In the case \(x_ 0∈ℝ\) and \(l∈ℝ\):

\(\lim _{x→ x_ 0} f(x) = l\)

\(∀ \varepsilon {\gt}0, ∃ 𝛿 {\gt}0, ∀ x, |x-x_ 0|{\lt}𝛿, x≠ x_ 0, x∈ I⇒|f(x)-l|{\lt}\varepsilon \)

\(\lim _{x→ x_ 0^+} f(x) = l\)

\(∀ \varepsilon {\gt}0, ∃ 𝛿 {\gt}0, ∀ x, |x-x_ 0|{\lt}𝛿, x{\gt} x_ 0, x∈ I⇒|f(x)-l|{\lt}\varepsilon \)

\(\lim _{x→ x_ 0^-} f(x) = l\)

\(∀ \varepsilon {\gt}0, ∃ 𝛿 {\gt}0, ∀ x, |x-x_ 0|{\lt}𝛿, x{\lt} x_ 0, x∈ I⇒|f(x)-l|{\lt}\varepsilon \)

Be \(x_ 0∈ℝ\), \(l=±∞\).

\(\lim _{x→ x_ 0} f(x) = ∞\)

\(∀ z, ∃ 𝛿 {\gt}0, ∀ x, |x-x_ 0|{\lt}𝛿, x≠ x_ 0, x∈ I⇒f(x){\gt}z \)

\(\lim _{x→ x_ 0} f(x) = -∞\)

\(∀ z, ∃ 𝛿 {\gt}0, ∀ x, |x-x_ 0|{\lt}𝛿, x≠ x_ 0, x∈ I⇒f(x){\lt}z \)

\(\lim _{x→ x_ 0^+} f(x) = ∞\)

\(∀ z, ∃ 𝛿 {\gt}0, ∀ x, |x-x_ 0|{\lt}𝛿, x{\gt} x_ 0, x∈ I⇒f(x){\gt}z \)

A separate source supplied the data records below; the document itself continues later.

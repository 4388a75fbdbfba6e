//! `qed init`: prepare a knowledge-base checkout for intake.
//!
//! Creates the analysis directory and makes sure the index and TODO files
//! exist with the configured headings. Idempotent.

use anyhow::{Context, Result};

use crate::config::Config;
use crate::index;

/// What `init` created, for the status output.
#[derive(Debug, Default)]
pub struct InitReport {
    pub created: Vec<String>,
}

pub fn init_workspace(config: &Config) -> Result<InitReport> {
    let mut report = InitReport::default();
    let repo = &config.repo;

    let analysis_dir = repo.analysis_path();
    if !analysis_dir.is_dir() {
        std::fs::create_dir_all(&analysis_dir).with_context(|| {
            format!(
                "Failed to create analysis directory: {}",
                analysis_dir.display()
            )
        })?;
        report.created.push(analysis_dir.display().to_string());
    }

    let index_path = repo.index_path();
    let index_headings = [
        "## Analysis Index".to_string(),
        config.index.tool_heading.clone(),
        config.index.framework_heading.clone(),
    ];
    ensure_headings(&index_path, &index_headings, &mut report)?;

    let todo_path = repo.todo_path();
    ensure_headings(&todo_path, &[config.index.todo_heading.clone()], &mut report)?;

    Ok(report)
}

/// Append any of `headings` missing from the file at `path`.
///
/// The first heading is a section heading and is only added to files that
/// have none of the others.
fn ensure_headings(
    path: &std::path::Path,
    headings: &[String],
    report: &mut InitReport,
) -> Result<()> {
    let existing = if path.exists() {
        std::fs::read_to_string(path)
            .with_context(|| format!("Failed to read {}", path.display()))?
    } else {
        String::new()
    };

    // A category heading already present means the file has its own index
    // layout; only the missing category headings are added then.
    let has_layout =
        headings.len() > 1 && headings[1..].iter().any(|h| index::has_heading(&existing, h));
    let missing: Vec<&String> = headings
        .iter()
        .enumerate()
        .filter(|(i, h)| !(has_layout && *i == 0) && !index::has_heading(&existing, h))
        .map(|(_, h)| h)
        .collect();

    if missing.is_empty() {
        return Ok(());
    }

    let mut content = existing.trim_end().to_string();
    for h in &missing {
        if !content.is_empty() {
            content.push_str("\n\n");
        }
        content.push_str(h.trim());
    }
    content.push('\n');

    index::write_atomic(path, &content)?;
    for h in missing {
        report
            .created
            .push(format!("{} ({})", path.display(), h.trim()));
    }
    Ok(())
}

\(\lim _{x→ x_ 0^+} f(x) = -∞\)

\(∀ z, ∃ 𝛿 {\gt}0, ∀ x, |x-x_ 0|{\lt}𝛿, x{\gt} x_ 0, x∈ I⇒f(x){\lt}z \)

\(\lim _{x→ x_ 0^-} f(x) = ∞\)

\(∀ z, ∃ 𝛿 {\gt}0, ∀ x, |x-x_ 0|{\lt}𝛿, x{\lt} x_ 0, x∈ I⇒f(x){\gt}z \)

\(\lim _{x→ x_ 0^-} f(x) = -∞\)

\(∀ z, ∃ 𝛿 {\gt}0, ∀ x, |x-x_ 0|{\lt}𝛿, x{\lt} x_ 0, x∈ I⇒f(x){\lt}z \)

Let \(l∈ℝ\), \(x_ 0=±∞\).

\(\lim _{x→ ∞} f(x) = l\)

\(∀ \varepsilon {\gt}0, ∃ y, ∀ x, x{\gt}y, x∈ I⇒|f(x)-l|{\lt}\varepsilon \)

\(\lim _{x→ -∞} f(x) = l\)

\(∀ \varepsilon {\gt}0, ∃ y, ∀ x, x{\lt}y, x∈ I⇒|f(x)-l|{\lt}\varepsilon \)

\(\lim _{x→ ∞} f(x) = ∞\)

\(∀ z, ∃ y, ∀ x, x{\gt}y, x∈ I⇒f(x){\gt}z\)

\(\lim _{x→ -∞} f(x) = ∞\)

\(∀ z, ∃ y, ∀ x, x{\lt}y, x∈ I⇒f(x){\gt}z\)

\(\lim _{x→ ∞} f(x) = -∞\)

\(∀ z, ∃ y, ∀ x, x{\gt}y, x∈ I⇒f(x){\lt}z\)

\(\lim _{x→ -∞} f(x) = -∞\)

\(∀ z, ∃ y, ∀ x, x{\lt}y, x∈ I⇒f(x){\lt}z\)

Remark 191

[0BJ]Note that if you replace \(f↦ -f\), you switch from definitions with \(l=∞\) to those of \(l=-∞\) (and vice versa). Another symmetry is achieved by switching \(x_ 0 → -x_ 0\) and the right and left neighbourhoods.